If you use this code in your research, please cite the following publication:

```
@article{vandewaterYetAnotherICUBenchmark2023,
	title = {Yet Another ICU Benchmark: A Flexible Multi-Center Framework for Clinical ML},
	shorttitle = {Yet Another ICU Benchmark},
	url = {http://arxiv.org/abs/2306.05109},
	language = {en},
	urldate = {2023-06-09},
	publisher = {arXiv},
	author = {van de Water, Robin and Schmidt, Hendrik and Elbers, Paul and Thoral, Patrick and Arnrich, Bert and Rockenschaub, Patrick},
	month = jun,
	year = {2023},
	note = {arXiv:2306.05109 [cs]},
	keywords = {Computer Science - Machine Learning},
}
```

This paper can also be found on arxiv: https://arxiv.org/pdf/2306.05109.pdf

## To replicate the cohorts:

Run the following commands to clone this repo:

```
git clone https://github.com/rvandewater/YAIB-cohorts.git
cd YAIB-cohorts
```
Once you have cloned the repo, all cohorts can be created directly from within R or via an interface from python.
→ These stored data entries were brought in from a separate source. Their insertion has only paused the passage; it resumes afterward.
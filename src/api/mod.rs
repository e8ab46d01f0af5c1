//! Transport seam between the aggregation engine and the Booker25 backend.

mod endpoints;
mod http;

pub use endpoints::Endpoints;
pub use http::HttpApi;

use async_trait::async_trait;
use chrono::{DateTime, Utc};
use serde::{Deserialize, Serialize};
use thiserror::Error;

use crate::records::{AvailabilityRecord, ResourceRecord, ServiceAvailabilityRecord};
use crate::reservation::{
    PriceCalculationData, PriceCalculationRequest, ReservationSaveRequest, ReservationSaveResponse,
};

#[derive(Debug, Error)]
pub enum ApiError {
    #[error("http error: {0}")]
    Http(#[from] reqwest::Error),
    #[error("{endpoint} returned {status}: {body}")]
    Status {
        endpoint: &'static str,
        status: u16,
        body: String,
    },
    #[error("decode error: {0}")]
    Decode(#[from] serde_json::Error),
    #[error("invalid url: {0}")]
    Url(#[from] url::ParseError),
}

/// Body of the availability and service availability calls.
#[derive(Debug, Clone, PartialEq, Serialize, Deserialize)]
#[serde(rename_all = "camelCase")]
pub struct AvailabilityRequest {
    pub start_date_time: DateTime<Utc>,
    pub end_date_time: DateTime<Utc>,
    pub resource_ids: Vec<String>,
}

/// Every backend call the client makes, already decoded into records.
#[async_trait]
pub trait Api: Send + Sync {
    async fn get_resources(&self, fields: &[String]) -> Result<Vec<ResourceRecord>, ApiError>;

    /// All descendants of `parent_id`.
    async fn get_child_resources(
        &self,
        parent_id: &str,
        fields: &[String],
    ) -> Result<Vec<ResourceRecord>, ApiError>;

    async fn get_availability(
        &self,
        request: &AvailabilityRequest,
    ) -> Result<Vec<AvailabilityRecord>, ApiError>;

    async fn get_service_availability(
        &self,
        request: &AvailabilityRequest,
    ) -> Result<Vec<ServiceAvailabilityRecord>, ApiError>;

    async fn save_reservation(
        &self,
        request: &ReservationSaveRequest,
    ) -> Result<ReservationSaveResponse, ApiError>;

    async fn calculate_price(
        &self,
        request: &PriceCalculationRequest,
    ) -> Result<PriceCalculationData, ApiError>;
}
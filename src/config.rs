use std::fmt;
use std::str::FromStr;
use std::time::Duration;

use thiserror::Error;

pub const ENV_API_KEY: &str = "BOOKER25_API_KEY";
pub const ENV_ENVIRONMENT: &str = "BOOKER25_ENVIRONMENT";
pub const ENV_BASE_URL: &str = "BOOKER25_BASE_URL";
pub const ENV_TIMEOUT_SECS: &str = "BOOKER25_TIMEOUT_SECS";

const DEFAULT_TIMEOUT_SECS: u64 = 30;

#[derive(Debug, Error, PartialEq, Eq)]
pub enum ConfigError {
    #[error("missing environment variable {0}")]
    Missing(&'static str),
    #[error("invalid value for {var}: {value}")]
    Invalid { var: &'static str, value: String },
}

/// Backend deployment to talk to.
#[derive(Debug, Clone, Copy, Default, PartialEq, Eq)]
pub enum Environment {
    Develop,
    Acceptance,
    Staging,
    #[default]
    Production,
}

impl Environment {
    pub fn base_url(self) -> &'static str {
        match self {
            Environment::Develop => "https://api.develop.booker25.com/api/v3/proxy",
            Environment::Acceptance => "https://api.acceptance.booker25.com/api/v3/proxy",
            Environment::Staging => "https://api.staging.booker25.com/api/v3/proxy",
            Environment::Production => "https://api.booker25.com/api/v3/proxy",
        }
    }
}

impl FromStr for Environment {
    type Err = ConfigError;

    fn from_str(s: &str) -> Result<Self, Self::Err> {
        match s.trim().to_ascii_lowercase().as_str() {
            "develop" | "dev" => Ok(Environment::Develop),
            "acceptance" | "acc" => Ok(Environment::Acceptance),
            "staging" => Ok(Environment::Staging),
            "production" | "prod" => Ok(Environment::Production),
            _ => Err(ConfigError::Invalid {
                var: ENV_ENVIRONMENT,
                value: s.to_string(),
            }),
        }
    }
}

impl fmt::Display for Environment {
    fn fmt(&self, f: &mut fmt::Formatter<'_>) -> fmt::Result {
        let name = match self {
            Environment::Develop => "develop",
            Environment::Acceptance => "acceptance",
            Environment::Staging => "staging",
            Environment::Production => "production",
        };
        f.write_str(name)
    }
}

#[derive(Clone, PartialEq, Eq)]
pub struct ClientConfig {
    pub api_key: String,
    pub environment: Environment,
    /// Overrides the environment's base URL (e.g. a local proxy).
    pub base_url: Option<String>,
    pub timeout: Duration,
}

// Keeps the key out of logs.
impl fmt::Debug for ClientConfig {
    fn fmt(&self, f: &mut fmt::Formatter<'_>) -> fmt::Result {
        f.debug_struct("ClientConfig")
            .field("api_key", &"***")
            .field("environment", &self.environment)
            .field("base_url", &self.base_url)
            .field("timeout", &self.timeout)
            .finish()
    }
}

impl ClientConfig {
    pub fn new(api_key: impl Into<String>, environment: Environment) -> Self {
        Self {
            api_key: api_key.into(),
            environment,
            base_url: None,
            timeout: Duration::from_secs(DEFAULT_TIMEOUT_SECS),
        }
    }

    pub fn from_env() -> Result<Self, ConfigError> {
        Self::from_lookup(|var| std::env::var(var).ok())
    }

    /// Build from any variable source; `from_env` passes the process environment.
    pub fn from_lookup(lookup: impl Fn(&str) -> Option<String>) -> Result<Self, ConfigError> {
        let api_key = lookup(ENV_API_KEY)
            .filter(|k| !k.is_empty())
            .ok_or(ConfigError::Missing(ENV_API_KEY))?;
        let environment = match lookup(ENV_ENVIRONMENT) {
            Some(value) => value.parse()?,
            None => Environment::default(),
        };
        let timeout_secs = match lookup(ENV_TIMEOUT_SECS) {
            Some(value) => value.parse::<u64>().map_err(|_| ConfigError::Invalid {
                var: ENV_TIMEOUT_SECS,
                value,
            })?,
            None => DEFAULT_TIMEOUT_SECS,
        };
        Ok(Self {
            api_key,
            environment,
            base_url: lookup(ENV_BASE_URL).filter(|u| !u.is_empty()),
            timeout: Duration::from_secs(timeout_secs),
        })
    }

    pub fn base_url(&self) -> &str {
        self.base_url
            .as_deref()
            .unwrap_or_else(|| self.environment.base_url())
            .trim_end_matches('/')
    }
}
//! Record shapes returned by the Booker25 endpoints, already parsed from JSON.
//!
//! The engine consumes these as-is; nothing here performs validation beyond
//! what serde enforces.

use chrono::{DateTime, Utc};
use serde::{Deserialize, Serialize};

use crate::model::*;

/// Flat resource row. Every field not modelled explicitly ends up in `properties`.
#[derive(Debug, Clone, PartialEq, Serialize, Deserialize)]
pub struct ResourceRecord {
    #[serde(rename = "Id")]
    pub id: String,
    #[serde(rename = "Name", default)]
    pub name: Option<String>,
    #[serde(rename = "B25__Resource_Type__c", default)]
    pub resource_type_id: Option<String>,
    #[serde(rename = "B25__Resource_Type__r", default)]
    pub resource_type: Option<ResourceType>,
    #[serde(rename = "B25__Parent__c", default)]
    pub parent_id: Option<String>,
    #[serde(flatten)]
    pub properties: Properties,
}

impl ResourceRecord {
    pub fn new(id: impl Into<String>, name: impl Into<String>) -> Self {
        Self {
            id: id.into(),
            name: Some(name.into()),
            resource_type_id: None,
            resource_type: None,
            parent_id: None,
            properties: Properties::new(),
        }
    }

    pub fn with_parent(mut self, parent_id: impl Into<String>) -> Self {
        self.parent_id = Some(parent_id.into());
        self
    }
}

#[derive(Debug, Clone, PartialEq, Serialize, Deserialize)]
#[serde(rename_all = "camelCase")]
pub struct SlotData {
    pub slot_type: SlotKind,
    #[serde(default, skip_serializing_if = "Option::is_none")]
    pub quantity: Option<f64>,
}

#[derive(Debug, Clone, PartialEq, Serialize, Deserialize)]
#[serde(rename_all = "camelCase")]
pub struct RawTimeSlot {
    pub start_time: DateTime<Utc>,
    pub end_time: DateTime<Utc>,
    pub data_object: SlotData,
}

impl RawTimeSlot {
    pub fn start_ms(&self) -> Ms {
        self.start_time.timestamp_millis()
    }

    pub fn end_ms(&self) -> Ms {
        self.end_time.timestamp_millis()
    }

    pub fn kind(&self) -> SlotKind {
        self.data_object.slot_type
    }
}

/// Availability of one resource ("dimension") over the period the server evaluated.
#[derive(Debug, Clone, PartialEq, Serialize, Deserialize)]
#[serde(rename_all = "camelCase")]
pub struct AvailabilityRecord {
    pub dimension_id: String,
    pub start_date_time: DateTime<Utc>,
    pub end_date_time: DateTime<Utc>,
    #[serde(default)]
    pub time_slots: Vec<RawTimeSlot>,
}

#[derive(Debug, Clone, PartialEq, Serialize, Deserialize)]
pub struct ServiceRef {
    #[serde(rename = "Id")]
    pub id: String,
    #[serde(flatten)]
    pub properties: Properties,
}

#[derive(Debug, Clone, PartialEq, Serialize, Deserialize)]
#[serde(rename_all = "camelCase")]
pub struct ServiceRecord {
    pub service: ServiceRef,
    #[serde(default)]
    pub time_slots: Vec<RawTimeSlot>,
}

impl ServiceRecord {
    /// Lift into the engine's service type. Slots with an inverted range are dropped.
    pub fn to_service(&self) -> Service {
        let time_slots = self
            .time_slots
            .iter()
            .filter(|s| s.start_ms() < s.end_ms())
            .map(|s| ServiceSlot {
                span: Span::new(s.start_ms(), s.end_ms()),
                kind: s.kind(),
                quantity: s.data_object.quantity.unwrap_or(0.0),
            })
            .collect();
        Service {
            id: self.service.id.clone(),
            properties: self.service.properties.clone(),
            time_slots,
        }
    }
}

#[derive(Debug, Clone, PartialEq, Serialize, Deserialize)]
#[serde(rename_all = "camelCase")]
pub struct ServiceAvailabilityRecord {
    pub dimension_id: String,
    #[serde(default)]
    pub start_date_time: Option<DateTime<Utc>>,
    #[serde(default)]
    pub end_date_time: Option<DateTime<Utc>>,
    #[serde(default)]
    pub services: Vec<ServiceRecord>,
}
Instructions for each can be found at: 

- R: [README.md](R/README.md)
- Python: [README.md](Python/README.md)  

Note: due to some recent bug fixes in ricu, the extracted cohorts might differ marginally to those published in the benchmarking paper. 
## Clairvoyance Conversion
To output the cohorts in the Clairvoyance (https://github.com/vanderschaarlab/clairvoyance) format, you can use the following utils.py function
```
output_clairvoyance(data_dir, save_dir, task_type="static")
```
You can specify the size and the type of task ("static": i.e., one outcome label per stay_id (mortality, KF) or "dynamic": (Sepsis, AKI, LOS), i.e., one outcome label per time step) and the train/test split in the `make_train_test` function.

## Acknowledgements

The code in this repository heavily utilises the `ricu` R package, without which deriving these cohorts would have been much more difficult. If you use the code in this repo, please go give their repo a star :)

This repo is based on earlier work by [Rockenschaub et al. (2023)](https://arxiv.org/abs/2303.15354), which can be found at https://github.com/prockenschaub/icuDG-preprocessing

## License
This source code is released under the MIT license, included [here](LICENSE).